4. We started our work on printing a collective volume at the prestigious German Publishing House Franz Steiner with the title “Die Außenbeziehungen pontischer und kleinasiatischer Städte in hellenistischer und römischer Zeit”. The editor from the Romanian part is Dr. Victor Cojocaru and the research problems touched upon in this volume are strongly linked to the project PN-II-ID-PCE-2011-3-0054, a fact explicitly mentioned in the foreword of the work.

5. Project team members elaborated and handed over to print eight project-related papers related. Six of the eight studies are part of the above-mentioned collective volume and are signed by the following authors: Dr. Adrian Robu, Les relations de Byzance avec les cités du Pont Gauche à l’époque hellénistique: la guerre pour l’emporion de Tomis; Dr. Victor Cojocaru, Die Außenbeziehungen der griechischen Städte der nördlichen Schwarzmeerküste in hellenistischer und römischer Zeit auf Grundlage der epigraphischen Quellen; Dr.
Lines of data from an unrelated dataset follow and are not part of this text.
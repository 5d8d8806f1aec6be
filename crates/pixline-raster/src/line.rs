//! The decision-parameter engine.
//!
//! Every segment is rasterized by the same recurrence. Segments driven by
//! the y axis are transposed on the way in, run through the shallow-slope
//! loop, and transposed back on the way out:
//!
//! ```text
//! pk(0)   = 2|dy| - dx
//! pk <= 0 : keep y,          pk += 2|dy|
//! pk >  0 : y += sign(dy),   pk += 2|dy| - 2dx
//! ```
//!
//! `dx`, `dy` and the decision parameter are `i64`, so any two `i32`
//! endpoints are supported without overflow.

use core::iter::FusedIterator;

use crate::{Axis, GridPoint, LineCase, Segment};

/// Lazy iterator over the pixels of a segment, in scan order.
///
/// Scan order means the driving coordinate never decreases: `Line` yields
/// the same sequence for `a -> b` and `b -> a`. Use [`crate::rasterize`]
/// for a path that runs from the first endpoint to the second.
#[derive(Debug, Clone)]
pub struct Line {
    case: LineCase,
    transposed: bool,
    // Current pixel and end column, in (possibly transposed) scan space.
    x: i32,
    y: i32,
    end_x: i32,
    step_y: i32,
    decision: i64,
    two_ady: i64,
    two_dx: i64,
    last_decision: Option<i64>,
    started: bool,
    finished: bool,
}

impl Line {
    /// Prepares the pixels of `segment` for iteration.
    pub fn new(segment: Segment) -> Self {
        let case = segment.case();
        let (scan, _) = segment.scan_order();
        let transposed = case.driving_axis() == Axis::Y;
        let (start, end) = if transposed {
            (scan.a.transpose(), scan.b.transpose())
        } else {
            (scan.a, scan.b)
        };

        let dx = i64::from(end.x) - i64::from(start.x);
        let dy = i64::from(end.y) - i64::from(start.y);
        let ady = dy.abs();

        Line {
            case,
            transposed,
            x: start.x,
            y: start.y,
            end_x: end.x,
            step_y: if dy < 0 { -1 } else { 1 },
            decision: 2 * ady - dx,
            two_ady: 2 * ady,
            two_dx: 2 * dx,
            last_decision: None,
            started: false,
            finished: false,
        }
    }

    /// Convenience constructor from two endpoints.
    pub fn between(a: GridPoint, b: GridPoint) -> Self {
        Self::new(Segment::new(a, b))
    }

    /// The case the segment was classified as.
    pub fn case(&self) -> LineCase {
        self.case
    }

    /// The decision parameter that selected the pixel most recently
    /// yielded, or `None` before the second pixel.
    ///
    /// The first pixel is always an endpoint and needs no decision.
    pub fn last_decision(&self) -> Option<i64> {
        self.last_decision
    }

    /// Number of pixels left to yield.
    pub fn remaining(&self) -> u64 {
        if self.finished {
            return 0;
        }
        let left = (i64::from(self.end_x) - i64::from(self.x)) as u64;
        if self.started { left } else { left + 1 }
    }

    fn emit(&self) -> GridPoint {
        let p = GridPoint::new(self.x, self.y);
        if self.transposed { p.transpose() } else { p }
    }
}

impl Iterator for Line {
    type Item = GridPoint;

    fn next(&mut self) -> Option<Self::Item> {
        if self.finished {
            return None;
        }
        if !self.started {
            self.started = true;
            return Some(self.emit());
        }
        if self.x == self.end_x {
            self.finished = true;
            return None;
        }

        self.x += 1;
        self.last_decision = Some(self.decision);
        if self.decision <= 0 {
            self.decision += self.two_ady;
        } else {
            self.y += self.step_y;
            self.decision += self.two_ady - self.two_dx;
        }
        Some(self.emit())
    }

    fn size_hint(&self) -> (usize, Option<usize>) {
        match usize::try_from(self.remaining()) {
            Ok(n) => (n, Some(n)),
            Err(_) => (usize::MAX, None),
        }
    }
}

impl FusedIterator for Line {}
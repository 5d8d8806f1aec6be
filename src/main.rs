mod canvas;   // tile layout the path is drawn on
mod cli;      // command line arguments
mod error;
mod graphics; // macroquad window
mod settings; // `config`-backed settings
mod trace;    // tracing observer for the rasterizer

use anyhow::Context;
use clap::Parser;
use pixline_raster::rasterize_with;
use tracing::{info, warn};
use tracing_subscriber::{self, EnvFilter};

use cli::Cli;
use trace::TracingObserver;

fn main() -> anyhow::Result<()> {
    tracing_subscriber::fmt()
        .with_env_filter(EnvFilter::from_default_env().add_directive(tracing::Level::INFO.into()))
        .init();

    let cli = Cli::parse();
    let settings = settings::load_settings(cli.config.as_deref())?;
    let demo = cli::resolve_demo(&cli, &settings.segment);
    info!(segment = %demo.segment, title = %demo.title, "Pixline started.");

    let mut observer = TracingObserver::default();
    let path = rasterize_with(demo.segment.a, demo.segment.b, &mut observer);

    println!("{} points to plot:", path.len());
    for p in &path {
        println!("{}, {}", p.x, p.y);
    }

    let layout = settings.window.layout()?;
    let plan = layout.plan(&path);
    if plan.clipped > 0 {
        warn!(
            clipped = plan.clipped,
            columns = layout.columns(),
            rows = layout.rows(),
            "Some pixels fall outside the canvas and will not be drawn."
        );
    }

    if cli.headless {
        print!("{}", layout.render_ascii(&path));
        return Ok(());
    }

    let screenshot = if settings.screenshot.enabled && !cli.no_screenshot {
        std::fs::create_dir_all(&settings.screenshot.directory).with_context(|| {
            format!(
                "Failed to create screenshot directory {}",
                settings.screenshot.directory.display()
            )
        })?;
        Some(settings.screenshot.path_for(&demo.title))
    } else {
        None
    };

    let conf = graphics::window_conf(&demo.title, &layout);
    let scene = graphics::Scene::new(layout, plan, demo.segment, screenshot);
    macroquad::Window::from_config(
        conf,
        graphics::run_visualization_loop(scene, settings.window.frame_interval()),
    );

    info!("Window closed.");
    Ok(())
}
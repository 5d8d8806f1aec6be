use core::fmt;

use crate::GridPoint;

#[cfg(feature = "serde")]
use serde::{Deserialize, Serialize};

/// The axis along which a line advances by exactly one unit per pixel.
#[derive(Debug, Clone, Copy, PartialEq, Eq, Hash)]
pub enum Axis {
    /// Columns drive the scan.
    X,
    /// Rows drive the scan.
    Y,
}

/// The geometric configuration of a segment.
///
/// Variants are listed in dispatch order: the first one whose condition
/// holds is the case of the segment.
#[derive(Debug, Clone, Copy, PartialEq, Eq, Hash)]
pub enum LineCase {
    /// Both endpoints coincide.
    Point,
    /// `dx == 0`.
    Vertical,
    /// `dy == 0`.
    Horizontal,
    /// `|dy| <= |dx|`, slope magnitude at most one.
    Shallow,
    /// `|dy| > |dx|`, slope magnitude above one.
    Steep,
}

impl LineCase {
    /// Returns the driving axis of segments in this case.
    ///
    /// A single point is scanned along x; it only ever yields one pixel.
    pub const fn driving_axis(self) -> Axis {
        match self {
            LineCase::Vertical | LineCase::Steep => Axis::Y,
            LineCase::Point | LineCase::Horizontal | LineCase::Shallow => Axis::X,
        }
    }
}

impl fmt::Display for LineCase {
    fn fmt(&self, f: &mut fmt::Formatter<'_>) -> fmt::Result {
        match self {
            LineCase::Point => write!(f, "point"),
            LineCase::Vertical => write!(f, "vertical"),
            LineCase::Horizontal => write!(f, "horizontal"),
            LineCase::Shallow => write!(f, "shallow"),
            LineCase::Steep => write!(f, "steep"),
        }
    }
}

/// A pair of endpoints to rasterize.
///
/// The pair is unordered as far as the covered pixels go: `a -> b` and
/// `b -> a` produce the same cells.
#[cfg_attr(feature = "serde", derive(Serialize, Deserialize))]
#[derive(Debug, Default, Clone, Copy, PartialEq, Eq, Hash)]
pub struct Segment {
    /// First endpoint.
    pub a: GridPoint,
    /// Second endpoint.
    pub b: GridPoint,
}

impl Segment {
    /// Creates a new segment from `a` to `b`.
    #[must_use]
    pub const fn new(a: GridPoint, b: GridPoint) -> Self {
        Self { a, b }
    }

    /// Returns `true` if both endpoints are the same point.
    pub fn is_degenerate(&self) -> bool {
        self.a == self.b
    }

    /// Returns `(b.x - a.x, b.y - a.y)`.
    ///
    /// Computed in `i64` so the difference of any two `i32` coordinates,
    /// and twice that difference, is representable.
    pub fn delta(&self) -> (i64, i64) {
        (
            i64::from(self.b.x) - i64::from(self.a.x),
            i64::from(self.b.y) - i64::from(self.a.y),
        )
    }

    /// Classifies the segment.
    pub fn case(&self) -> LineCase {
        let (dx, dy) = self.delta();
        if self.is_degenerate() {
            LineCase::Point
        } else if dx == 0 {
            LineCase::Vertical
        } else if dy == 0 {
            LineCase::Horizontal
        } else if dy.abs() <= dx.abs() {
            LineCase::Shallow
        } else {
            LineCase::Steep
        }
    }

    /// Number of pixels the rasterized segment contains, `max(|dx|, |dy|) + 1`.
    pub fn pixel_count(&self) -> u64 {
        let (dx, dy) = self.delta();
        dx.unsigned_abs().max(dy.unsigned_abs()) + 1
    }

    /// Returns the segment with its endpoints swapped.
    #[must_use]
    pub const fn reversed(self) -> Self {
        Self { a: self.b, b: self.a }
    }

    /// Normalizes the segment so the driving coordinate does not decrease
    /// from `a` to `b`.
    ///
    /// # Returns
    ///
    /// The normalized segment and whether the endpoints had to be swapped.
    pub fn scan_order(self) -> (Self, bool) {
        let swap = match self.case().driving_axis() {
            Axis::X => self.a.x > self.b.x,
            Axis::Y => self.a.y > self.b.y,
        };
        if swap { (self.reversed(), true) } else { (self, false) }
    }
}

impl From<(GridPoint, GridPoint)> for Segment {
    fn from((a, b): (GridPoint, GridPoint)) -> Self {
        Self::new(a, b)
    }
}

impl fmt::Display for Segment {
    fn fmt(&self, f: &mut fmt::Formatter<'_>) -> fmt::Result {
        write!(f, "{} -> {}", self.a, self.b)
    }
}

#[cfg(test)]
mod tests {
    use super::*;

    fn seg(x1: i32, y1: i32, x2: i32, y2: i32) -> Segment {
        Segment::new(GridPoint::new(x1, y1), GridPoint::new(x2, y2))
    }

    #[test]
    fn test_case_dispatch_order() {
        assert_eq!(seg(2, 2, 2, 2).case(), LineCase::Point);
        assert_eq!(seg(3, 5, 3, 9).case(), LineCase::Vertical);
        assert_eq!(seg(2, 4, 6, 4).case(), LineCase::Horizontal);
        assert_eq!(seg(0, 0, 5, 2).case(), LineCase::Shallow);
        assert_eq!(seg(0, 0, 5, -2).case(), LineCase::Shallow);
        assert_eq!(seg(0, 0, 2, 5).case(), LineCase::Steep);
        assert_eq!(seg(0, 0, -2, -5).case(), LineCase::Steep);
    }

    #[test]
    fn test_diagonal_is_shallow() {
        // |dy| == |dx| falls in the shallow case.
        assert_eq!(seg(0, 0, 4, 4).case(), LineCase::Shallow);
        assert_eq!(seg(0, 0, -4, 4).case(), LineCase::Shallow);
    }

    #[test]
    fn test_pixel_count() {
        assert_eq!(seg(1, 1, 1, 1).pixel_count(), 1);
        assert_eq!(seg(0, 0, 5, 2).pixel_count(), 6);
        assert_eq!(seg(0, 0, -2, 7).pixel_count(), 8);
        assert_eq!(seg(i32::MIN, 0, i32::MAX, 0).pixel_count(), 1u64 << 32);
    }

    #[test]
    fn test_delta_does_not_overflow() {
        let s = seg(i32::MIN, i32::MAX, i32::MAX, i32::MIN);
        assert_eq!(s.delta(), (u32::MAX as i64, -(u32::MAX as i64)));
    }

    #[test]
    fn test_scan_order() {
        let (s, swapped) = seg(5, 2, 0, 0).scan_order();
        assert!(swapped);
        assert_eq!(s, seg(0, 0, 5, 2));

        let (s, swapped) = seg(0, 9, 1, 3).scan_order();
        assert!(swapped);
        assert_eq!(s, seg(1, 3, 0, 9));

        let (s, swapped) = seg(0, 0, -3, 1).scan_order();
        assert!(swapped);
        assert_eq!(s, seg(-3, 1, 0, 0));

        let (s, swapped) = seg(3, 5, 3, 9).scan_order();
        assert!(!swapped);
        assert_eq!(s, seg(3, 5, 3, 9));
    }

    #[test]
    fn test_display() {
        assert_eq!(format!("{}", seg(0, 0, 5, -2)), "(0, 0) -> (5, -2)");
        assert_eq!(format!("{}", LineCase::Steep), "steep");
    }
}
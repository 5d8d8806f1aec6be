use core::fmt;

#[cfg(feature = "serde")]
use serde::{Deserialize, Serialize};

/// Identifies a pixel by column and row.
///
/// Coordinates are signed; negative values are valid and are left for the
/// consumer to clip.
#[cfg_attr(feature = "serde", derive(Serialize, Deserialize))]
#[derive(Debug, Default, Copy, Clone, PartialEq, Eq, PartialOrd, Ord, Hash)]
pub struct GridPoint {
    /// The x-coordinate (column index).
    pub x: i32,
    /// The y-coordinate (row index).
    pub y: i32,
}

impl GridPoint {
    /// Creates a new `GridPoint`.
    #[must_use]
    pub const fn new(x: i32, y: i32) -> Self {
        Self { x, y }
    }

    /// Returns the point with its x and y coordinates swapped.
    ///
    /// Mirrors the point across the main diagonal, which turns a steep
    /// segment into a shallow one.
    #[must_use]
    pub const fn transpose(self) -> Self {
        Self { x: self.y, y: self.x }
    }
}

impl From<(i32, i32)> for GridPoint {
    fn from((x, y): (i32, i32)) -> Self {
        Self::new(x, y)
    }
}

impl From<GridPoint> for (i32, i32) {
    fn from(p: GridPoint) -> Self {
        (p.x, p.y)
    }
}

impl fmt::Display for GridPoint {
    fn fmt(&self, f: &mut fmt::Formatter<'_>) -> fmt::Result {
        write!(f, "({}, {})", self.x, self.y)
    }
}
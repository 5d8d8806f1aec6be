use std::path::{Path, PathBuf};
use std::time::Duration;

use macroquad::prelude::*;
use pixline_raster::Segment;
use spin_sleep::SpinSleeper;
use tracing::{info, warn};

use crate::canvas::{PlotPlan, TileLayout};

const TILE_OUTLINE: f32 = 4.0;
const TILE_OUTLINE_COLOR: Color = Color::new(0.0, 0.0, 100.0 / 255.0, 1.0);
// Path cells are drawn slightly smaller than a tile so the grid shows through.
const CELL_INSET: f32 = 4.0;
const REFERENCE_LINE_WIDTH: f32 = 2.0;

// Function to configure the macroquad window
pub fn window_conf(title: &str, layout: &TileLayout) -> Conf {
    Conf {
        window_title: title.to_string(),
        window_width: layout.window_size().0,
        window_height: layout.window_size().1,
        window_resizable: false,
        high_dpi: true,
        ..Default::default()
    }
}

/// Everything drawn each frame.
pub struct Scene {
    layout: TileLayout,
    plan: PlotPlan,
    line: ((f32, f32), (f32, f32)),
    screenshot: Option<PathBuf>,
}

impl Scene {
    pub fn new(layout: TileLayout, plan: PlotPlan, segment: Segment, screenshot: Option<PathBuf>) -> Self {
        let line = (layout.tile_center(segment.a), layout.tile_center(segment.b));
        Scene { layout, plan, line, screenshot }
    }

    fn draw(&self) {
        clear_background(BLACK);

        for tile in self.layout.background_tiles() {
            draw_rectangle(tile.x, tile.y, tile.size, tile.size, WHITE);
            draw_rectangle_lines(tile.x, tile.y, tile.size, tile.size, TILE_OUTLINE, TILE_OUTLINE_COLOR);
        }

        for cell in &self.plan.cells {
            let size = cell.size - CELL_INSET;
            draw_rectangle(cell.x, cell.y, size, size, YELLOW);
        }

        let ((x1, y1), (x2, y2)) = self.line;
        draw_line(x1, y1, x2, y2, REFERENCE_LINE_WIDTH, RED);
    }
}

/// Checks that `path` can be written before handing it to `export_png`,
/// which panics on I/O errors.
fn screenshot_target_ready(path: &Path) -> Result<(), String> {
    let parent = match path.parent() {
        Some(dir) if !dir.as_os_str().is_empty() => dir,
        _ => Path::new("."),
    };
    let meta = std::fs::metadata(parent)
        .map_err(|e| format!("directory {} is not accessible: {}", parent.display(), e))?;
    if !meta.is_dir() {
        return Err(format!("{} is not a directory", parent.display()));
    }
    if meta.permissions().readonly() {
        return Err(format!("directory {} is read-only", parent.display()));
    }
    Ok(())
}

fn save_screenshot(path: &Path) {
    if let Err(reason) = screenshot_target_ready(path) {
        warn!("Cannot save screenshot to {}: {}, skipping", path.display(), reason);
        return;
    }
    match path.to_str() {
        Some(p) => {
            get_screen_data().export_png(p);
            info!("Screenshot saved to {}", p);
        }
        None => warn!("Screenshot path {} is not valid UTF-8, skipping", path.display()),
    }
}

pub async fn run_visualization_loop(mut scene: Scene, frame_interval: Duration) {
    info!(
        columns = scene.layout.columns(),
        rows = scene.layout.rows(),
        cells = scene.plan.cells.len(),
        "Visualization loop starting..."
    );
    let sleeper = SpinSleeper::default();

    loop {
        if is_key_pressed(KeyCode::Escape) {
            info!("Escape pressed, closing window.");
            break;
        }

        scene.draw();

        if let Some(path) = scene.screenshot.take() {
            save_screenshot(&path);
        }

        next_frame().await;
        sleeper.sleep(frame_interval);
    }
}
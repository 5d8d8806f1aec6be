//! Error types for the demo's canvas layout.

/// Errors raised while building the tile layout the path is drawn on.
#[derive(Debug, Clone, PartialEq)]
pub enum CanvasError {
    /// The tile size is zero.
    InvalidTileSize(&'static str),
    /// The window width or height is zero.
    InvalidDimensions(&'static str),
}

impl core::fmt::Display for CanvasError {
    fn fmt(&self, f: &mut core::fmt::Formatter<'_>) -> core::fmt::Result {
        match self {
            CanvasError::InvalidTileSize(msg) => write!(f, "Invalid tile size: {}", msg),
            CanvasError::InvalidDimensions(msg) => write!(f, "Invalid canvas dimensions: {}", msg),
        }
    }
}

impl core::error::Error for CanvasError {}
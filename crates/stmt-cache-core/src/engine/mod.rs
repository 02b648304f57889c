// crates/stmt-cache-core/src/engine/mod.rs
// ============================================================================
// Module: Execution Engine Interface
// Description: Native statement primitives consumed by the handle cache.
// Purpose: Keep the cache independent of any concrete SQL engine.
// Dependencies: serde, thiserror
// ============================================================================

//! ## Overview
//! An [`ExecutionEngine`] compiles SQL text into opaque [`NativeStatement`]
//! identifiers and exposes the bind, clear, execute and destroy primitives
//! that programs drive. All primitives are synchronous and non-cancelable.
//! Engine failures surface as [`EngineError`] and are propagated unchanged
//! by the cache layer.

// ============================================================================
// SECTION: Imports
// ============================================================================

use std::fmt;
use std::num::NonZeroU64;

use serde::Deserialize;
use serde::Serialize;
use thiserror::Error;

use crate::value::SqlValue;

// ============================================================================
// SECTION: Native Statement
// ============================================================================

/// Opaque identifier for one native compiled statement.
///
/// # Invariants
/// - Identifiers are never zero; zero is reserved for "uncompiled".
/// - The cache layer never interprets the value.
#[derive(Debug, Clone, Copy, PartialEq, Eq, Hash, Serialize, Deserialize)]
pub struct NativeStatement(NonZeroU64);

impl NativeStatement {
    /// Wraps a raw engine identifier.
    #[must_use]
    pub const fn new(raw: NonZeroU64) -> Self {
        Self(raw)
    }

    /// Wraps a raw engine identifier, returning `None` for zero.
    #[must_use]
    pub const fn from_raw(raw: u64) -> Option<Self> {
        match NonZeroU64::new(raw) {
            Some(raw) => Some(Self(raw)),
            None => None,
        }
    }

    /// Returns the raw engine identifier.
    #[must_use]
    pub const fn get(self) -> u64 {
        self.0.get()
    }
}

impl fmt::Display for NativeStatement {
    fn fmt(&self, f: &mut fmt::Formatter<'_>) -> fmt::Result {
        write!(f, "{}", self.0)
    }
}

// ============================================================================
// SECTION: Errors
// ============================================================================

/// Errors raised by native engine primitives.
///
/// # Invariants
/// - Variants are stable for programmatic handling.
#[derive(Debug, Clone, PartialEq, Eq, Error)]
pub enum EngineError {
    /// SQL text could not be compiled.
    #[error("sql compile failed: {0}")]
    Compile(String),
    /// Parameter bind was rejected.
    #[error("bind failed: {0}")]
    Bind(String),
    /// Statement execution failed.
    #[error("statement execution failed: {0}")]
    Execute(String),
    /// The statement identifier is unknown or already destroyed.
    #[error("unknown native statement: {0}")]
    UnknownStatement(u64),
    /// Any other engine failure.
    #[error("native engine error: {0}")]
    Native(String),
}

// ============================================================================
// SECTION: Output
// ============================================================================

/// Result of executing a compiled statement once.
#[derive(Debug, Clone, Default, PartialEq, Serialize, Deserialize)]
pub struct StatementOutput {
    /// Result column names, empty for statements without a result set.
    pub columns: Vec<String>,
    /// Result rows in engine order.
    pub rows: Vec<Vec<SqlValue>>,
    /// Rows changed by a data-modifying statement.
    pub changes: u64,
}

// ============================================================================
// SECTION: Trait
// ============================================================================

/// Native statement primitives supplied by a SQL engine.
///
/// Implementations must be safe to call from multiple threads; the cache
/// never calls two primitives on the same statement concurrently.
pub trait ExecutionEngine: Send + Sync {
    /// Compiles SQL text into a native statement.
    ///
    /// # Errors
    ///
    /// Returns [`EngineError`] when the SQL cannot be compiled.
    fn compile(&self, sql: &str) -> Result<NativeStatement, EngineError>;

    /// Releases a native statement. The identifier is invalid afterwards.
    ///
    /// # Errors
    ///
    /// Returns [`EngineError`] when the statement is unknown.
    fn destroy(&self, statement: NativeStatement) -> Result<(), EngineError>;

    /// Binds SQL `NULL` at a 1-based position.
    ///
    /// # Errors
    ///
    /// Returns [`EngineError`] when the bind is rejected.
    fn bind_null(&self, statement: NativeStatement, position: u32) -> Result<(), EngineError>;

    /// Binds an integer at a 1-based position.
    ///
    /// # Errors
    ///
    /// Returns [`EngineError`] when the bind is rejected.
    fn bind_integer(
        &self,
        statement: NativeStatement,
        position: u32,
        value: i64,
    ) -> Result<(), EngineError>;

    /// Binds a real at a 1-based position.
    ///
    /// # Errors
    ///
    /// Returns [`EngineError`] when the bind is rejected.
    fn bind_real(
        &self,
        statement: NativeStatement,
        position: u32,
        value: f64,
    ) -> Result<(), EngineError>;

    /// Binds text at a 1-based position.
    ///
    /// # Errors
    ///
    /// Returns [`EngineError`] when the bind is rejected.
    fn bind_text(
        &self,
        statement: NativeStatement,
        position: u32,
        value: &str,
    ) -> Result<(), EngineError>;

    /// Binds bytes at a 1-based position.
    ///
    /// # Errors
    ///
    /// Returns [`EngineError`] when the bind is rejected.
    fn bind_binary(
        &self,
        statement: NativeStatement,
        position: u32,
        value: &[u8],
    ) -> Result<(), EngineError>;

    /// Resets every binding of the statement to unbound (`NULL`).
    ///
    /// # Errors
    ///
    /// Returns [`EngineError`] when the statement is unknown.
    fn clear_bindings(&self, statement: NativeStatement) -> Result<(), EngineError>;

    /// Executes the statement with its current bindings.
    ///
    /// # Errors
    ///
    /// Returns [`EngineError`] when execution fails.
    fn execute(&self, statement: NativeStatement) -> Result<StatementOutput, EngineError>;
}

// ============================================================================
// SECTION: Implementations
// ============================================================================

pub mod recording;

pub use recording::EngineCall;
pub use recording::RecordingEngine;
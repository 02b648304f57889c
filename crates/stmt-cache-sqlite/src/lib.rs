// crates/stmt-cache-sqlite/src/lib.rs
// ============================================================================
// Module: stmt-cache SQLite Engine
// Description: SQLite ExecutionEngine for the statement handle cache.
// Purpose: Back cached programs with a real embedded database.
// Dependencies: stmt-cache-core, rusqlite
// ============================================================================

//! ## Overview
//! This crate provides [`SqliteEngine`], an [`stmt_cache_core::ExecutionEngine`]
//! over a single rusqlite connection. Open it from a [`SqliteEngineConfig`]
//! (file-backed, with journal, sync and busy-timeout pragmas) or in memory,
//! then hand it to [`stmt_cache_core::Connection`].

// ============================================================================
// SECTION: Modules
// ============================================================================

pub mod engine;

// ============================================================================
// SECTION: Re-Exports
// ============================================================================

pub use engine::SqliteEngine;
pub use engine::SqliteEngineConfig;
pub use engine::SqliteEngineError;
pub use engine::SqliteJournalMode;
pub use engine::SqliteSyncMode;
// crates/stmt-cache-core/src/lib.rs
// ============================================================================
// Module: stmt-cache Core Library
// Description: Shared cache of compiled statement handles with deferred binds.
// Purpose: Reuse expensive native statement handles safely across programs.
// Dependencies: lru, serde, thiserror, toml, tracing
// ============================================================================

//! ## Overview
//! `stmt-cache-core` manages the lifecycle of compiled ("prepared") statement
//! handles produced by an [`ExecutionEngine`]. A [`Connection`] owns a bounded
//! [`StatementCache`] keyed by SQL text; each [`Program`] attaches to the cached
//! handle when it is idle, falls back to a private handle under contention, and
//! queues parameter binds until a handle exists.
//! Invariants:
//! - A SQL string maps to at most one cached [`CompiledHandle`].
//! - A handle marked in use has exactly one [`Program`] responsible for it.
//! - Every native statement is destroyed exactly once.
//! - SELECT and UPDATE statements never enter the shared cache.

// ============================================================================
// SECTION: Modules
// ============================================================================

pub mod cache;
pub mod config;
pub mod connection;
pub mod engine;
pub mod error;
pub mod handle;
pub mod kind;
pub mod program;
pub mod value;

// ============================================================================
// SECTION: Re-Exports
// ============================================================================

pub use cache::CacheStatsSnapshot;
pub use cache::StatementCache;
pub use config::ConfigError;
pub use config::DEFAULT_MAX_SQL_CACHE_SIZE;
pub use config::MAX_SQL_CACHE_SIZE;
pub use config::StatementCacheConfig;
pub use connection::Connection;
pub use engine::EngineCall;
pub use engine::EngineError;
pub use engine::ExecutionEngine;
pub use engine::NativeStatement;
pub use engine::RecordingEngine;
pub use engine::StatementOutput;
pub use error::ProgramError;
pub use handle::CompiledHandle;
pub use kind::StatementKind;
pub use program::Program;
pub use value::PendingBind;
pub use value::SqlValue;

#[cfg(test)]
mod tests;
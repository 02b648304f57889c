// crates/stmt-cache-core/src/value.rs
// ============================================================================
// Module: Bind Values
// Description: Tagged SQL values and queued bind records.
// Purpose: Keep deferred bind replay type-safe.
// Dependencies: serde
// ============================================================================

//! ## Overview
//! [`SqlValue`] is the tagged union used for both parameter binds and result
//! cells. [`PendingBind`] records a bind issued before a program owns a
//! compiled handle; replay matches on the tag to pick the native bind call.

// ============================================================================
// SECTION: Imports
// ============================================================================

use serde::Deserialize;
use serde::Serialize;

// ============================================================================
// SECTION: Values
// ============================================================================

/// SQL value carried by binds and result rows.
#[derive(Debug, Clone, PartialEq, Serialize, Deserialize)]
#[serde(tag = "type", content = "value", rename_all = "snake_case")]
pub enum SqlValue {
    /// SQL `NULL`.
    Null,
    /// 64-bit signed integer.
    Integer(i64),
    /// 64-bit floating point value.
    Real(f64),
    /// UTF-8 text.
    Text(String),
    /// Raw bytes.
    Binary(Vec<u8>),
}

impl SqlValue {
    /// Returns a stable label for the value tag.
    #[must_use]
    pub const fn type_name(&self) -> &'static str {
        match self {
            Self::Null => "null",
            Self::Integer(_) => "integer",
            Self::Real(_) => "real",
            Self::Text(_) => "text",
            Self::Binary(_) => "binary",
        }
    }
}

impl From<i64> for SqlValue {
    fn from(value: i64) -> Self {
        Self::Integer(value)
    }
}

impl From<f64> for SqlValue {
    fn from(value: f64) -> Self {
        Self::Real(value)
    }
}

impl From<&str> for SqlValue {
    fn from(value: &str) -> Self {
        Self::Text(value.to_string())
    }
}

impl From<String> for SqlValue {
    fn from(value: String) -> Self {
        Self::Text(value)
    }
}

impl From<Vec<u8>> for SqlValue {
    fn from(value: Vec<u8>) -> Self {
        Self::Binary(value)
    }
}

impl<T: Into<Self>> From<Option<T>> for SqlValue {
    fn from(value: Option<T>) -> Self {
        value.map_or(Self::Null, Into::into)
    }
}

// ============================================================================
// SECTION: Pending Binds
// ============================================================================

/// Bind recorded while a program has no compiled handle.
///
/// # Invariants
/// - `position` is 1-based.
#[derive(Debug, Clone, PartialEq, Serialize, Deserialize)]
pub struct PendingBind {
    /// 1-based parameter position.
    pub position: u32,
    /// Value to bind at replay time.
    pub value: SqlValue,
}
Ligia Ruscu, Die Beziehungen privaten und offiziellen Charakters zwischen Einzelpersonen und Staaten in Bezug auf die westpontischen Griechenstädte in hellenistischer und römischer Zeit; Dr. Mădălina Dana, Étudiants et enseignants du Pont-Euxin à l’étranger; Dr. Livia Buzoianu (in collaboration), Éducation, culture et religion à la lumière de deux inscriptions inédites de Tomis et de son territoire; Dr. Florian Matei-Popescu, The Western Pontic Greek Cities and the Roman Army. The seventh study, “Foreign Relations of the North Pontic Greek cities in the Hellenistic Age and Roman period based on epigraphic sources” was elaborated by Dr. Victor Cojocaru and will appear in “Cercetări Istorice (Historical Research)” (Iasi) no. 27-29. The last of the eight papers, entitled “Foreign Relations of Pontic Greek cities during the Hellenistic and Roman times”, edited by Dr. Victor Cojocaru and Dr. Andrei Opaiţ, was accepted by the “Prelegeri Academice (Academic Lectures)” (Bucharest) magazine for the year 2011. Please note that all above-mentioned studies indicate the name and number of the funding contract as follows: “This work was supported by a grant of the Romanian National Authority of Scientific Research, CNCS – UEFISCDI, project number PN- II-ID-PCE-2011-3-0054”.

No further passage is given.